San Isidro earned its place in the final after having won the 1911 Copa de Competencia Jockey Club, where the squad beat San Isidro (3–0), Quilmes (4–0), and Estudiantes de Buenos Aires in the final (4–2 at Racing Club Stadium). The match was held in Gimnasia y Esgrima Stadium in Palermo on October 1, 1911.

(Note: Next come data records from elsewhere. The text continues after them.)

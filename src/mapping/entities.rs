use serde::{Deserialize, Serialize};

/// Ontology mapping document describing how one vocabulary is translated into
/// another.
///
/// Every section is optional in the source JSON and defaults to empty.
/// Unknown keys are ignored so that mapping files can carry extra metadata.
#[derive(Clone, Debug, Default, PartialEq, Eq, Serialize, Deserialize)]
#[serde(rename_all = "PascalCase", default)]
pub struct OntologyMapping {
    /// Ontologies consumed and produced by the mapping.
    pub header: MappingHeader,
    /// Namespace prefixes rewritten before interface lookup.
    pub namespace_remaps: Vec<NamespaceRemap>,
    /// Explicit interface translations.
    pub interface_remaps: Vec<InterfaceRemap>,
    /// Explicit relationship translations.
    pub relationship_remaps: Vec<RelationshipRemap>,
    /// Input properties copied onto output properties.
    pub property_projections: Vec<PropertyProjection>,
    /// Output properties filled from the first populated input property.
    pub fill_properties: Vec<FillProperty>,
    /// Value rewrites applied to matching output properties.
    pub object_transformations: Vec<ObjectTransformation>,
}

impl OntologyMapping {
    /// Counts the entries of every section of the document.
    #[must_use]
    pub fn summary(&self) -> MappingSummary {
        MappingSummary {
            input_ontologies: self.header.input_ontologies.len(),
            output_ontologies: self.header.output_ontologies.len(),
            namespace_remaps: self.namespace_remaps.len(),
            interface_remaps: self.interface_remaps.len(),
            relationship_remaps: self.relationship_remaps.len(),
            property_projections: self.property_projections.len(),
            fill_properties: self.fill_properties.len(),
            object_transformations: self.object_transformations.len(),
        }
    }
}

/// Header listing the ontologies on each side of the mapping.
#[derive(Clone, Debug, Default, PartialEq, Eq, Serialize, Deserialize)]
#[serde(rename_all = "PascalCase", default)]
pub struct MappingHeader {
    pub input_ontologies: Vec<OntologyDescriptor>,
    pub output_ontologies: Vec<OntologyDescriptor>,
}

/// Identifies an ontology by name and version.
#[derive(Clone, Debug, Default, PartialEq, Eq, Serialize, Deserialize)]
#[serde(rename_all = "PascalCase", default)]
pub struct OntologyDescriptor {
    pub name: String,
    pub version: String,
    pub dtdl_version: String,
}

#[derive(Clone, Debug, Default, PartialEq, Eq, Serialize, Deserialize)]
#[serde(rename_all = "PascalCase", default)]
pub struct NamespaceRemap {
    pub original_namespace: String,
    pub new_namespace: String,
}

#[derive(Clone, Debug, Default, PartialEq, Eq, Serialize, Deserialize)]
#[serde(rename_all = "PascalCase", default)]
pub struct InterfaceRemap {
    pub input_dtmi: String,
    pub output_dtmi: String,
}

#[derive(Clone, Debug, Default, PartialEq, Eq, Serialize, Deserialize)]
#[serde(rename_all = "PascalCase", default)]
pub struct RelationshipRemap {
    pub input_relationship: String,
    pub output_relationship: String,
}

/// Copies an input property onto an output property of matching interfaces.
#[derive(Clone, Debug, Default, PartialEq, Eq, Serialize, Deserialize)]
#[serde(rename_all = "PascalCase", default)]
pub struct PropertyProjection {
    /// Regular expression selecting the output interfaces the rule applies to.
    pub output_dtmi_filter: String,
    pub output_property_name: String,
    pub input_property_name: String,
    /// Whether projected values are appended to a collection.
    pub is_output_property_collection: bool,
    /// Lower values win when several projections target the same property.
    pub priority: i32,
}

/// Fills an output property from the first input property carrying a value.
#[derive(Clone, Debug, Default, PartialEq, Eq, Serialize, Deserialize)]
#[serde(rename_all = "PascalCase", default)]
pub struct FillProperty {
    pub output_dtmi_filter: String,
    pub output_property_name: String,
    pub input_property_names: Vec<String>,
}

/// Rewrites a property value on matching interfaces.
#[derive(Clone, Debug, Default, PartialEq, Eq, Serialize, Deserialize)]
#[serde(rename_all = "PascalCase", default)]
pub struct ObjectTransformation {
    pub output_dtmi_filter: String,
    pub output_property_name: String,
    pub input_property_name: String,
    pub input_property_value: Option<String>,
    pub output_property_value: Option<String>,
}

/// Entry counts for each section of an [`OntologyMapping`].
#[derive(Clone, Copy, Debug, Default, PartialEq, Eq, Serialize)]
pub struct MappingSummary {
    pub input_ontologies: usize,
    pub output_ontologies: usize,
    pub namespace_remaps: usize,
    pub interface_remaps: usize,
    pub relationship_remaps: usize,
    pub property_projections: usize,
    pub fill_properties: usize,
    pub object_transformations: usize,
}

In a game fiercely disputed, Wanderers opened the score on 38 minutes when goalkeeper Carlos Tomás Wilson intercepted the ball before winger C. Riss advanced to the goal, throwing it away. Nevertheless, Rébori caught the ball and shot to the goal before Wilson could go back.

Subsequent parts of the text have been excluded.